In the summer of 2018, Justin Wilke, a Washington man in his late-thirties, found what seemed like the perfect candidate for poaching: a big-leaf maple located about a quarter mile from the Elk Lake trailhead on the forest’s eastern edge. A small number of big-leaf maples, which grow from British Columbia to southern California, have a distinctive grain that makes them particularly valuable.
When these trees are milled and finished, they reveal a watery psychedelic pattern that resembles something between a hologram and a Magic Eye image. Specimens can earn a few thousand dollars each at a lumberyard, from which the wood will eventually find its way to specialty furniture makers and luthiers. Wilke needed the cash, and judging by what he saw when he peeled back the bark, this tree promised spectacular markings.

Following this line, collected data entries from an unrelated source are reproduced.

//! Subcommand handlers.
//!
//! Each handler writes its normal output to `out` and returns the first
//! error; `main` turns that into `error: ...` on stderr and exit status 1.

use std::io::Write;

use resolv_ir::{Error, Result};
use resolv_path::{parse_filter_token, parse_path, Segment};
use resolv_registry::Registry;
use tracing::debug;

/// `resolv get <variable>...`: one resolved value per line.
///
/// Every variable is resolved before anything is written, so a failure
/// produces no partial output.
pub fn get<W: Write>(registry: &Registry, variables: &[String], out: &mut W) -> Result<()> {
    if variables.is_empty() {
        return Err(Error::bad_path("no variables given"));
    }
    debug!(count = variables.len(), "resolving variables");
    for value in registry.resolve_all(variables)? {
        writeln!(out, "{value}")?;
    }
    Ok(())
}

/// `resolv expand <string>`: interpolate and print.
pub fn expand<W: Write>(registry: &Registry, input: &str, out: &mut W) -> Result<()> {
    let expanded = registry.resolve_string(input)?;
    writeln!(out, "{expanded}")?;
    Ok(())
}

/// `resolv parse <path>`: show how a path expression splits.
///
/// ```text
/// key servers
/// filter field=host value=example.org
/// key port
/// ```
///
/// Numeric tokens print as `index N`; whether they act as an index or a
/// key depends on the tree they are used against.
pub fn parse<W: Write>(path: &str, out: &mut W) -> Result<()> {
    let mut lines = Vec::new();
    for token in parse_path(path) {
        lines.push(match Segment::classify(token) {
            Segment::Filter(raw) => {
                let filter = parse_filter_token(raw)?;
                format!("filter field={} value={}", filter.field, filter.value)
            }
            Segment::Index(index) => format!("index {index}"),
            Segment::Key(key) => format!("key {key}"),
        });
    }
    for line in lines {
        writeln!(out, "{line}")?;
    }
    Ok(())
}
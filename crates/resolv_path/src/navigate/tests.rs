//! Tests for the tree walker.

#![allow(
    clippy::unwrap_used,
    reason = "test code uses unwrap for concise assertions"
)]

use super::*;
use crate::parse_path;
use pretty_assertions::assert_eq;
use resolv_ir::ErrorKind;
use serde_json::json;

fn doc(json: serde_json::Value) -> Value {
    serde_json::from_value(json).unwrap()
}

fn servers() -> Value {
    doc(json!({
        "server": { "host": "localhost", "port": 8080 },
        "servers": [
            { "name": "api", "host": "api.example.org", "id": 1.0, "enabled": true },
            "not-a-mapping",
            { "name": "db", "host": "db.example.org", "id": 2 },
            { "name": "api", "host": "api-2.example.org", "id": 3 },
            { "host": "nameless.example.org" }
        ],
        "empty": []
    }))
}

fn walk<'v>(root: &'v Value, path: &str) -> Result<&'v Value> {
    navigate(root, &parse_path(path))
}

// === Mappings ===

#[test]
fn nested_keys() {
    let root = servers();
    assert_eq!(walk(&root, "server.host").unwrap(), &Value::from("localhost"));
    assert_eq!(walk(&root, "server.port").unwrap(), &Value::Int(8080));
}

#[test]
fn missing_key_is_not_found() {
    let root = servers();
    let err = walk(&root, "server.user").unwrap_err();
    assert_eq!(err.kind(), ErrorKind::NotFound);
    assert!(err.to_string().contains("\"user\""));
}

#[test]
fn numeric_token_on_mapping_is_a_key() {
    let root = doc(json!({ "0": "zero" }));
    assert_eq!(walk(&root, "0").unwrap(), &Value::from("zero"));
}

#[test]
fn filter_token_on_mapping_is_a_key() {
    let root = doc(json!({ "[=x]": "odd key" }));
    assert_eq!(walk(&root, "[=x]").unwrap(), &Value::from("odd key"));
}

#[test]
fn returns_subtree_unchanged() {
    let root = servers();
    let server = walk(&root, "server").unwrap();
    assert_eq!(server, &doc(json!({ "host": "localhost", "port": 8080 })));
}

#[test]
fn no_segments_returns_root() {
    let root = servers();
    let none: [&str; 0] = [];
    assert_eq!(navigate(&root, &none).unwrap(), &root);
}

// === Indexes ===

#[test]
fn index_lookup() {
    let root = servers();
    assert_eq!(
        walk(&root, "servers.2.name").unwrap(),
        &Value::from("db")
    );
}

#[test]
fn index_out_of_bounds_is_not_found() {
    let root = servers();
    assert_eq!(walk(&root, "servers.5").unwrap_err().kind(), ErrorKind::NotFound);
    assert_eq!(walk(&root, "empty.0").unwrap_err().kind(), ErrorKind::NotFound);
}

#[test]
fn negative_index_is_not_found() {
    let root = servers();
    assert_eq!(walk(&root, "servers.-1").unwrap_err().kind(), ErrorKind::NotFound);
}

#[test]
fn non_index_token_on_sequence_is_bad_path() {
    let root = servers();
    let err = walk(&root, "servers.first").unwrap_err();
    assert_eq!(err.kind(), ErrorKind::BadPath);
    assert!(err.to_string().contains("not a valid array index or filter"));
}

#[test]
fn empty_token_on_sequence_is_bad_path() {
    let root = servers();
    assert_eq!(walk(&root, "servers.").unwrap_err().kind(), ErrorKind::BadPath);
}

// === Filters ===

#[test]
fn filter_by_string_field() {
    let root = servers();
    assert_eq!(
        walk(&root, "servers.[name=db].host").unwrap(),
        &Value::from("db.example.org")
    );
}

#[test]
fn filter_value_with_dots() {
    let root = servers();
    assert_eq!(
        walk(&root, "servers.[host=db.example.org].name").unwrap(),
        &Value::from("db")
    );
}

#[test]
fn filter_first_match_wins() {
    let root = servers();
    assert_eq!(
        walk(&root, "servers.[name=api].host").unwrap(),
        &Value::from("api.example.org")
    );
}

#[test]
fn filter_int_matches_float_field() {
    let root = servers();
    assert_eq!(
        walk(&root, "servers.[id=1].name").unwrap(),
        &Value::from("api")
    );
}

#[test]
fn filter_bool_field() {
    let root = servers();
    assert_eq!(
        walk(&root, "servers.[enabled=true].id").unwrap(),
        &Value::Float(1.0)
    );
}

#[test]
fn filter_quoted_value() {
    let root = servers();
    assert_eq!(
        walk(&root, "servers.[name='db'].id").unwrap(),
        &Value::Int(2)
    );
    assert_eq!(
        walk(&root, "servers.[name=\"db\"].id").unwrap(),
        &Value::Int(2)
    );
}

#[test]
fn filter_quoted_number_still_coerces() {
    let root = servers();
    assert_eq!(
        walk(&root, "servers.[id=\"3\"].host").unwrap(),
        &Value::from("api-2.example.org")
    );
}

#[test]
fn filter_skips_elements_without_field() {
    let root = servers();
    assert_eq!(
        walk(&root, "servers.[host=nameless.example.org]").unwrap(),
        &doc(json!({ "host": "nameless.example.org" }))
    );
}

#[test]
fn filter_without_match_is_not_found() {
    let root = servers();
    let err = walk(&root, "servers.[name=cache]").unwrap_err();
    assert_eq!(err.kind(), ErrorKind::NotFound);
    assert!(err.to_string().contains("name=cache"));
}

#[test]
fn filter_with_empty_field_is_bad_path() {
    let root = servers();
    assert_eq!(
        walk(&root, "servers.[ =api]").unwrap_err().kind(),
        ErrorKind::BadPath
    );
}

// === Scalars ===

#[test]
fn descending_into_scalar_is_not_found() {
    let root = servers();
    let err = walk(&root, "server.port.value").unwrap_err();
    assert_eq!(err.kind(), ErrorKind::NotFound);
    assert!(err.to_string().contains("on int"));
}

#[test]
fn error_stops_the_walk() {
    let root = servers();
    // fails at "missing" even though the rest would be valid elsewhere
    let err = walk(&root, "missing.servers.0").unwrap_err();
    assert!(err.to_string().contains("\"missing\""));
}

// === Properties ===

mod proptest_navigate {
    use super::super::navigate;
    use proptest::prelude::*;
    use resolv_ir::Value;

    fn arb_value() -> impl Strategy<Value = Value> {
        let leaf = prop_oneof![
            Just(Value::Null),
            any::<bool>().prop_map(Value::Bool),
            any::<i64>().prop_map(Value::Int),
            (-1.0e6f64..1.0e6).prop_map(Value::Float),
            "[a-z ]{0,8}".prop_map(Value::String),
        ];
        leaf.prop_recursive(4, 48, 4, |inner| {
            prop_oneof![
                prop::collection::vec(inner.clone(), 0..4).prop_map(Value::Sequence),
                prop::collection::btree_map("[a-z0-9.\\[\\]=]{0,6}", inner, 0..4)
                    .prop_map(Value::Mapping),
            ]
        })
    }

    fn leaves(value: &Value, path: &mut Vec<String>, out: &mut Vec<(Vec<String>, Value)>) {
        match value {
            Value::Mapping(map) => {
                for (key, child) in map {
                    path.push(key.clone());
                    leaves(child, path, out);
                    path.pop();
                }
            }
            Value::Sequence(items) => {
                for (index, child) in items.iter().enumerate() {
                    path.push(index.to_string());
                    leaves(child, path, out);
                    path.pop();
                }
            }
            leaf => out.push((path.clone(), leaf.clone())),
        }
    }

    proptest! {
        #[test]
        fn construction_path_reaches_leaf(root in arb_value()) {
            let mut found = Vec::new();
            leaves(&root, &mut Vec::new(), &mut found);
            for (path, leaf) in found {
                let reached = navigate(&root, &path);
                prop_assert!(reached.is_ok(), "path {:?} failed: {:?}", path, reached.as_ref().err());
                prop_assert_eq!(reached.ok(), Some(&leaf));
            }
        }
    }
}
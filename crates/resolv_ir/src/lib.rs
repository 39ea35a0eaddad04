//! Resolv IR - shared data types
//!
//! This crate contains the types every other resolv crate operates on:
//! - [`Value`]: the generic tagged tree produced by format adapters
//! - [`Error`] / [`ErrorKind`]: the error type with an inspectable kind
//!
//! # Design Philosophy
//!
//! - **Read-only trees**: nothing in the resolution pipeline mutates a `Value`.
//!   Navigation hands out borrows into the tree.
//! - **Kinds, not strings**: callers match on [`ErrorKind`]; messages are for humans.
//! - **One adapter path**: `Value` implements `serde::Deserialize`, so every
//!   self-describing format decodes into the same tree.

mod error;
mod value;

pub use error::{Error, ErrorKind, Result};
pub use value::{Mapping, Value};
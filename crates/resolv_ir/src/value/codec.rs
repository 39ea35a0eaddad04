//! Serde bridge for [`Value`].
//!
//! Decoding goes through `deserialize_any`, so any self-describing format
//! (JSON, YAML, TOML) lands in the same tree. Encoding maps each variant onto
//! the matching serde primitive, which lets callers re-encode a sub-tree in
//! the format it came from.

use std::fmt;

use serde::de::{
    self, Deserialize, Deserializer, EnumAccess, MapAccess, SeqAccess, VariantAccess, Visitor,
};
use serde::ser::{Serialize, Serializer};

use super::{Mapping, Value};

/// Key the `toml` crate uses to pass datetimes through `deserialize_any`.
const TOML_DATETIME_KEY: &str = "$__toml_private_datetime";

impl Serialize for Value {
    fn serialize<S: Serializer>(&self, serializer: S) -> Result<S::Ok, S::Error> {
        match self {
            Value::Null => serializer.serialize_unit(),
            Value::Bool(b) => serializer.serialize_bool(*b),
            Value::Int(n) => serializer.serialize_i64(*n),
            Value::Float(x) => serializer.serialize_f64(*x),
            Value::String(s) => serializer.serialize_str(s),
            Value::Mapping(map) => serializer.collect_map(map),
            Value::Sequence(items) => serializer.collect_seq(items),
        }
    }
}

impl<'de> Deserialize<'de> for Value {
    fn deserialize<D: Deserializer<'de>>(deserializer: D) -> Result<Self, D::Error> {
        deserializer.deserialize_any(ValueVisitor)
    }
}

struct ValueVisitor;

impl<'de> Visitor<'de> for ValueVisitor {
    type Value = Value;

    fn expecting(&self, f: &mut fmt::Formatter<'_>) -> fmt::Result {
        f.write_str("a document value")
    }

    fn visit_bool<E: de::Error>(self, b: bool) -> Result<Value, E> {
        Ok(Value::Bool(b))
    }

    fn visit_i64<E: de::Error>(self, n: i64) -> Result<Value, E> {
        Ok(Value::Int(n))
    }

    #[allow(
        clippy::cast_precision_loss,
        reason = "integers beyond i64 only survive as floats"
    )]
    fn visit_u64<E: de::Error>(self, n: u64) -> Result<Value, E> {
        Ok(i64::try_from(n).map_or(Value::Float(n as f64), Value::Int))
    }

    fn visit_f64<E: de::Error>(self, x: f64) -> Result<Value, E> {
        Ok(Value::Float(x))
    }

    fn visit_str<E: de::Error>(self, s: &str) -> Result<Value, E> {
        Ok(Value::String(s.to_owned()))
    }

    fn visit_string<E: de::Error>(self, s: String) -> Result<Value, E> {
        Ok(Value::String(s))
    }

    fn visit_unit<E: de::Error>(self) -> Result<Value, E> {
        Ok(Value::Null)
    }

    fn visit_none<E: de::Error>(self) -> Result<Value, E> {
        Ok(Value::Null)
    }

    fn visit_some<D: Deserializer<'de>>(self, deserializer: D) -> Result<Value, D::Error> {
        Value::deserialize(deserializer)
    }

    fn visit_seq<A: SeqAccess<'de>>(self, mut seq: A) -> Result<Value, A::Error> {
        let mut items = Vec::with_capacity(seq.size_hint().unwrap_or(0));
        while let Some(item) = seq.next_element::<Value>()? {
            items.push(item);
        }
        Ok(Value::Sequence(items))
    }

    fn visit_map<A: MapAccess<'de>>(self, mut access: A) -> Result<Value, A::Error> {
        let mut map = Mapping::new();
        while let Some(MapKey(key)) = access.next_key::<MapKey>()? {
            let value = access.next_value::<Value>()?;
            map.insert(key, value);
        }

        // TOML datetimes arrive as a single-entry table; keep them as text.
        if map.len() == 1 && matches!(map.get(TOML_DATETIME_KEY), Some(Value::String(_))) {
            if let Some(stamp) = map.remove(TOML_DATETIME_KEY) {
                return Ok(stamp);
            }
        }
        Ok(Value::Mapping(map))
    }

    // YAML tags (`!vault abc`, `!!binary ...`) arrive as enums; drop the tag.
    fn visit_enum<A: EnumAccess<'de>>(self, data: A) -> Result<Value, A::Error> {
        let (_tag, variant) = data.variant::<de::IgnoredAny>()?;
        variant.newtype_variant::<Value>()
    }
}

/// A mapping key. Non-string scalar keys (legal in YAML) use their text form.
struct MapKey(String);

impl<'de> Deserialize<'de> for MapKey {
    fn deserialize<D: Deserializer<'de>>(deserializer: D) -> Result<Self, D::Error> {
        deserializer.deserialize_any(MapKeyVisitor)
    }
}

struct MapKeyVisitor;

impl Visitor<'_> for MapKeyVisitor {
    type Value = MapKey;

    fn expecting(&self, f: &mut fmt::Formatter<'_>) -> fmt::Result {
        f.write_str("a scalar mapping key")
    }

    fn visit_str<E: de::Error>(self, s: &str) -> Result<MapKey, E> {
        Ok(MapKey(s.to_owned()))
    }

    fn visit_string<E: de::Error>(self, s: String) -> Result<MapKey, E> {
        Ok(MapKey(s))
    }

    fn visit_bool<E: de::Error>(self, b: bool) -> Result<MapKey, E> {
        Ok(MapKey(b.to_string()))
    }

    fn visit_i64<E: de::Error>(self, n: i64) -> Result<MapKey, E> {
        Ok(MapKey(n.to_string()))
    }

    fn visit_u64<E: de::Error>(self, n: u64) -> Result<MapKey, E> {
        Ok(MapKey(n.to_string()))
    }

    fn visit_f64<E: de::Error>(self, x: f64) -> Result<MapKey, E> {
        Ok(MapKey(x.to_string()))
    }

    fn visit_unit<E: de::Error>(self) -> Result<MapKey, E> {
        Ok(MapKey("null".to_owned()))
    }
}
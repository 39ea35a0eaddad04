//! Tree walker for parsed path segments.
//!
//! One token is consumed per step against the current node:
//!
//! | current  | token            | action                                 |
//! |----------|------------------|----------------------------------------|
//! | mapping  | anything         | key lookup                             |
//! | sequence | `[field=value]`  | first element whose `field` matches    |
//! | sequence | integer          | positional lookup                      |
//! | sequence | anything else    | `BadPath`                              |
//! | scalar   | anything         | `NotFound`, nothing left to descend    |
//!
//! The walk stops at the first failure. Success returns a borrow of whatever
//! node the last token reached, container or scalar.

use resolv_ir::{Error, Result, Value};
use tracing::trace;

use crate::coerce::{coerce, equal_coerced};
use crate::parse::{parse_filter_token, Segment};

/// Walk `root` along `segments`.
///
/// `segments` are raw tokens as produced by [`parse_path`](crate::parse_path).
/// An empty slice returns `root` itself.
pub fn navigate<'v, S: AsRef<str>>(root: &'v Value, segments: &[S]) -> Result<&'v Value> {
    let mut current = root;
    for segment in segments {
        let token = segment.as_ref();
        trace!(token, node = current.type_name(), "path step");
        current = step(current, token)?;
    }
    Ok(current)
}

fn step<'v>(current: &'v Value, token: &str) -> Result<&'v Value> {
    match current {
        Value::Mapping(map) => map
            .get(token)
            .ok_or_else(|| Error::not_found(format!("key {token:?}"))),
        Value::Sequence(items) => match Segment::classify(token) {
            Segment::Filter(raw) => first_match(items, raw),
            Segment::Index(index) => usize::try_from(index)
                .ok()
                .and_then(|i| items.get(i))
                .ok_or_else(|| {
                    Error::not_found(format!(
                        "array index {index} out of bounds (length {})",
                        items.len()
                    ))
                }),
            Segment::Key(_) => Err(Error::bad_path(format!(
                "{token:?} is not a valid array index or filter"
            ))),
        },
        _ => Err(Error::not_found(format!(
            "path segment {token:?} not found on {}",
            current.type_name()
        ))),
    }
}

/// Linear scan in sequence order; non-mapping elements and elements missing
/// the field are skipped.
fn first_match<'v>(items: &'v [Value], token: &str) -> Result<&'v Value> {
    let filter = parse_filter_token(token)?;
    let want = coerce(filter.value);
    items
        .iter()
        .find(|item| {
            item.get(filter.field)
                .is_some_and(|got| equal_coerced(got, &want))
        })
        .ok_or_else(|| {
            Error::not_found(format!(
                "no array element where {}={}",
                filter.field, filter.value
            ))
        })
}

#[cfg(test)]
mod tests;
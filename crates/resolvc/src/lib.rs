//! Library side of the `resolv` command.
//!
//! Commands write to any [`std::io::Write`] so they can be driven from tests
//! as well as from `main`.

pub mod commands;
mod config;

pub use config::{CliConfig, MAX_PASSES_ENV};

use std::sync::Once;

static TRACING_INIT: Once = Once::new();

/// Initialize tracing output on stderr.
///
/// Safe to call multiple times. The filter comes from `RUST_LOG` when it is
/// set; otherwise `verbose` enables `debug` for the resolv crates and
/// nothing is installed without it.
pub fn init_tracing(verbose: bool) {
    TRACING_INIT.call_once(|| {
        use tracing_subscriber::{fmt, prelude::*, EnvFilter};

        let filter = if std::env::var("RUST_LOG").is_ok() {
            EnvFilter::from_default_env()
        } else if verbose {
            EnvFilter::new("resolv_registry=debug,resolv_interp=debug,resolvc=debug")
        } else {
            return;
        };
        tracing_subscriber::registry()
            .with(
                fmt::layer()
                    .with_writer(std::io::stderr)
                    .with_target(true)
                    .with_level(true),
            )
            .with(filter)
            .init();
    });
}
//! Typed comparison for filter segments.
//!
//! The value in `[field=value]` arrives as text. [`coerce`] turns it into the
//! most specific scalar it spells, and [`equal_coerced`] compares that scalar
//! against tree values with rules that tolerate adapters disagreeing on
//! numeric representation (an `id: 1` read back as `1.0` still matches `[id=1]`).

use resolv_ir::Value;

/// Convert raw filter text into a scalar.
///
/// Tried in order: integer, float (scientific notation included), the words
/// `true`/`false` in any case, and finally the text itself. Integers go first
/// so `"1"` and `"0"` stay numbers and never become booleans.
pub fn coerce(raw: &str) -> Value {
    if let Ok(n) = raw.parse::<i64>() {
        return Value::Int(n);
    }
    if let Ok(x) = raw.parse::<f64>() {
        return Value::Float(x);
    }
    if raw.eq_ignore_ascii_case("true") {
        Value::Bool(true)
    } else if raw.eq_ignore_ascii_case("false") {
        Value::Bool(false)
    } else {
        Value::String(raw.to_owned())
    }
}

/// Compare a tree value against a coerced filter value.
///
/// | tree    | want   | rule                                   |
/// |---------|--------|----------------------------------------|
/// | bool    | bool   | equal                                  |
/// | int     | int    | equal                                  |
/// | float   | int    | float has no fraction and equals `want` |
/// | float   | float  | exactly equal                          |
/// | string  | string | equal                                  |
///
/// Any other scalar pairing compares the textual renderings, so a string
/// `"8080"` in the tree matches `[port=8080]`. Containers never match.
#[allow(clippy::float_cmp, reason = "filters match on exact equality")]
pub fn equal_coerced(tree: &Value, want: &Value) -> bool {
    match (tree, want) {
        (Value::Bool(t), Value::Bool(w)) => t == w,
        (Value::Int(t), Value::Int(w)) => t == w,
        (Value::Float(t), Value::Int(w)) => float_equals_int(*t, *w),
        (Value::Float(t), Value::Float(w)) => t == w,
        (Value::String(t), Value::String(w)) => t == w,
        (Value::Mapping(_) | Value::Sequence(_), _) => false,
        _ => fallback_text(tree) == fallback_text(want),
    }
}

/// Scalar text for the fallback comparison. Floats switch to exponent form
/// outside `1e-4 <= |x| < 1e21`, so `"1e-05"` in a tree matches `[x=1e-05]`.
fn fallback_text(value: &Value) -> String {
    match value {
        Value::Float(x) if x.is_finite() && *x != 0.0 => {
            let sci = format!("{x:e}");
            match sci.split_once('e') {
                Some((mantissa, exp)) => match exp.parse::<i32>() {
                    Ok(exp) if !(-4..21).contains(&exp) => {
                        let sign = if exp < 0 { '-' } else { '+' };
                        format!("{mantissa}e{sign}{:02}", exp.unsigned_abs())
                    }
                    _ => value.to_string(),
                },
                None => value.to_string(),
            }
        }
        _ => value.to_string(),
    }
}

#[allow(
    clippy::cast_possible_truncation,
    clippy::cast_precision_loss,
    clippy::float_cmp,
    reason = "round-trip through i64 detects fractional or out-of-range floats"
)]
fn float_equals_int(float: f64, int: i64) -> bool {
    float.fract() == 0.0 && float as i64 == int && int as f64 == float
}

#[cfg(test)]
mod tests;
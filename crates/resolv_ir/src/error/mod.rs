//! Error type for path resolution and interpolation.
//!
//! Every failure in the resolv crates is an [`Error`] tagged with an
//! [`ErrorKind`]. Wrapping an error with [`Error::context`] keeps the kind
//! of the wrapped error, so callers can always branch on `kind()` no matter
//! how many layers of context were added on the way up.

use std::fmt;
use std::io;

/// Result alias used throughout the resolv crates.
pub type Result<T, E = Error> = std::result::Result<T, E>;

type BoxedSource = Box<dyn std::error::Error + Send + Sync + 'static>;

/// Category of a resolution failure.
#[derive(Copy, Clone, Debug, PartialEq, Eq, Hash)]
pub enum ErrorKind {
    /// Malformed path, filter, or interpolation token; depth exceeded.
    BadPath,
    /// Missing key, index, filter match, variable, or file.
    NotFound,
    /// Access denied by the underlying source.
    Forbidden,
    /// Anything a resolver reports that does not fit the kinds above
    /// (I/O failures, undecodable documents, custom resolver errors).
    Other,
}

impl ErrorKind {
    /// Short name used as the message prefix.
    pub fn as_str(self) -> &'static str {
        match self {
            Self::BadPath => "bad path",
            Self::NotFound => "not found",
            Self::Forbidden => "forbidden",
            Self::Other => "error",
        }
    }
}

impl fmt::Display for ErrorKind {
    fn fmt(&self, f: &mut fmt::Formatter<'_>) -> fmt::Result {
        f.write_str(self.as_str())
    }
}

/// A resolution error: a kind, a message and an optional cause.
#[derive(Debug, thiserror::Error)]
#[error("{message}")]
pub struct Error {
    kind: ErrorKind,
    message: String,
    #[source]
    source: Option<BoxedSource>,
}

impl Error {
    /// Create an error of `kind`.
    ///
    /// The message is prefixed with the kind name, except for
    /// [`ErrorKind::Other`] whose messages stand on their own.
    pub fn new(kind: ErrorKind, message: impl fmt::Display) -> Self {
        let message = match kind {
            ErrorKind::Other => message.to_string(),
            _ => format!("{kind}: {message}"),
        };
        Error {
            kind,
            message,
            source: None,
        }
    }

    pub fn bad_path(message: impl fmt::Display) -> Self {
        Self::new(ErrorKind::BadPath, message)
    }

    pub fn not_found(message: impl fmt::Display) -> Self {
        Self::new(ErrorKind::NotFound, message)
    }

    pub fn forbidden(message: impl fmt::Display) -> Self {
        Self::new(ErrorKind::Forbidden, message)
    }

    /// Wrap a foreign error as [`ErrorKind::Other`], keeping it as the source.
    pub fn other<E>(error: E) -> Self
    where
        E: std::error::Error + Send + Sync + 'static,
    {
        Error {
            kind: ErrorKind::Other,
            message: error.to_string(),
            source: Some(Box::new(error)),
        }
    }

    /// Attach `source` as the cause of this error.
    #[must_use]
    pub fn with_source<E>(mut self, source: E) -> Self
    where
        E: std::error::Error + Send + Sync + 'static,
    {
        self.source = Some(Box::new(source));
        self
    }

    /// Wrap this error with a context line.
    ///
    /// The result has the same kind, displays as `"{context}: {self}"`,
    /// and reports `self` as its `source()`.
    #[must_use]
    pub fn context(self, context: impl fmt::Display) -> Self {
        Error {
            kind: self.kind,
            message: format!("{context}: {}", self.message),
            source: Some(Box::new(self)),
        }
    }

    pub fn kind(&self) -> ErrorKind {
        self.kind
    }

    /// Returns `true` if this error is of `kind`.
    pub fn is(&self, kind: ErrorKind) -> bool {
        self.kind == kind
    }

    pub fn message(&self) -> &str {
        &self.message
    }

    /// The innermost error in the context chain that is not itself an [`Error`].
    ///
    /// Returns `None` if the chain bottoms out in an `Error` created without
    /// a foreign cause.
    pub fn root_cause(&self) -> Option<&(dyn std::error::Error + 'static)> {
        let mut current: &(dyn std::error::Error + 'static) = self;
        loop {
            match current.downcast_ref::<Error>() {
                Some(err) => match &err.source {
                    Some(source) => current = source.as_ref(),
                    None => return None,
                },
                None => return Some(current),
            }
        }
    }
}

impl From<io::Error> for Error {
    fn from(err: io::Error) -> Self {
        let kind = match err.kind() {
            io::ErrorKind::NotFound => ErrorKind::NotFound,
            io::ErrorKind::PermissionDenied => ErrorKind::Forbidden,
            _ => ErrorKind::Other,
        };
        Error::new(kind, &err).with_source(err)
    }
}
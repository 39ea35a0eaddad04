//! `ini:path//Section.Key`
//!
//! A key with no dot is looked up in the `DEFAULT` section, which covers
//! both keys above the first header and an explicit `[DEFAULT]` block.
//! `Section.Key` splits at the first dot, so `db.pool.size` reads key
//! `pool.size` from `[db]`.

use ini::{Ini, Properties};
use resolv_ir::{Error, Result};
use tracing::trace;

use crate::source::{expand_env, read_source, split_source};
use crate::Resolver;

const DEFAULT_SECTION: &str = "DEFAULT";

/// Reads a key from an INI file, or the whole file when no key is given.
#[derive(Copy, Clone, Debug, Default)]
pub struct IniResolver;

impl Resolver for IniResolver {
    fn resolve(&self, value: &str) -> Result<String> {
        let (path, key_path) = split_source(value);
        let path = expand_env(path);
        if path.trim().is_empty() {
            return Err(Error::bad_path("empty INI file path"));
        }

        let text = read_source(&path, "INI file")?;
        let text = text.strip_prefix('\u{feff}').unwrap_or(&text);
        if key_path.is_empty() {
            return Ok(text.trim().to_owned());
        }

        let (section, key) = key_path
            .split_once('.')
            .unwrap_or((DEFAULT_SECTION, key_path));
        if key.trim().is_empty() {
            return Err(Error::bad_path(format!("empty key in {key_path:?}")));
        }

        let ini = Ini::load_from_str(text)
            .map_err(|err| Error::other(err).context(format!("parse INI in {path:?}")))?;
        trace!(section, key, "selecting from INI");

        let candidates = sections(&ini, section);
        if candidates.is_empty() {
            return Err(Error::not_found(format!("section {section:?} in {path:?}")));
        }
        candidates
            .iter()
            .find_map(|props| props.get(key))
            .map(str::to_owned)
            .ok_or_else(|| {
                Error::not_found(format!("key {key:?} in section {section:?} of {path:?}"))
            })
    }
}

/// Sections searched for `name`. `DEFAULT` is the unnamed top block first,
/// then any explicit `[DEFAULT]` header.
fn sections<'a>(ini: &'a Ini, name: &str) -> Vec<&'a Properties> {
    if name == DEFAULT_SECTION {
        [ini.section(None::<String>), ini.section(Some(DEFAULT_SECTION))]
            .into_iter()
            .flatten()
            .collect()
    } else {
        ini.section(Some(name)).into_iter().collect()
    }
}
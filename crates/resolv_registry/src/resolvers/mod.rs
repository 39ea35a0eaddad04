//! Built-in scheme resolvers.

mod document;
mod env;
mod file;
mod ini;

pub use document::{DocumentResolver, Format};
pub use env::EnvResolver;
pub use file::{parse_line, FileResolver};
pub use ini::IniResolver;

That summer, prosecutors would later allege, Wilke had already poached three big-leaf maples in the Elk Lake area, bringing blocks of the felled trees to his home some nine miles from the trailhead, where he cut them into smaller blocks to sell nearby. Altogether, the value of the wood totaled $4,860. For Wilke, who lived in a run-down trailer, that was a lot of money.
Now he was going after a fourth maple. On August 1, Wilke, his girlfriend Cassie Bebereia, and two associates he’d hired for the job, Lucas Chapman and Shawn Williams, set up camp near the trailhead.
A few hours later, the three men hiked into the forest and began to clear the trees around their target. In the process, they found a wasp’s nest in the base of the maple. Their wasp spray wasn’t effective, so they decided to set the nest on fire. After failing to extinguish the blaze, Wilke and his team fled the scene.
Several hours later, a hiker reported a wildfire. By the time firefighters arrived, the flames had spread to the canopy, making quick work of the old-growth forest. Choking plumes of smoke were visible for miles. Over the next three months, the Maple Fire burned more than three thousand acres of pristine forest.
Wilke was a leading suspect from the start. It was clear to firefighters that whoever had tried to cut down the tree had likely started the fire, and Wilke had been spotted at the scene.
In late August 2019, he was charged with eight crimes, including conspiracy, theft of public property, trafficking in unlawfully harvested timber, and using fire in furtherance of a felony. Prosecutors felt reasonably confident, but to bolster their case, they decided to turn to an unlikely source of evidence: tree DNA.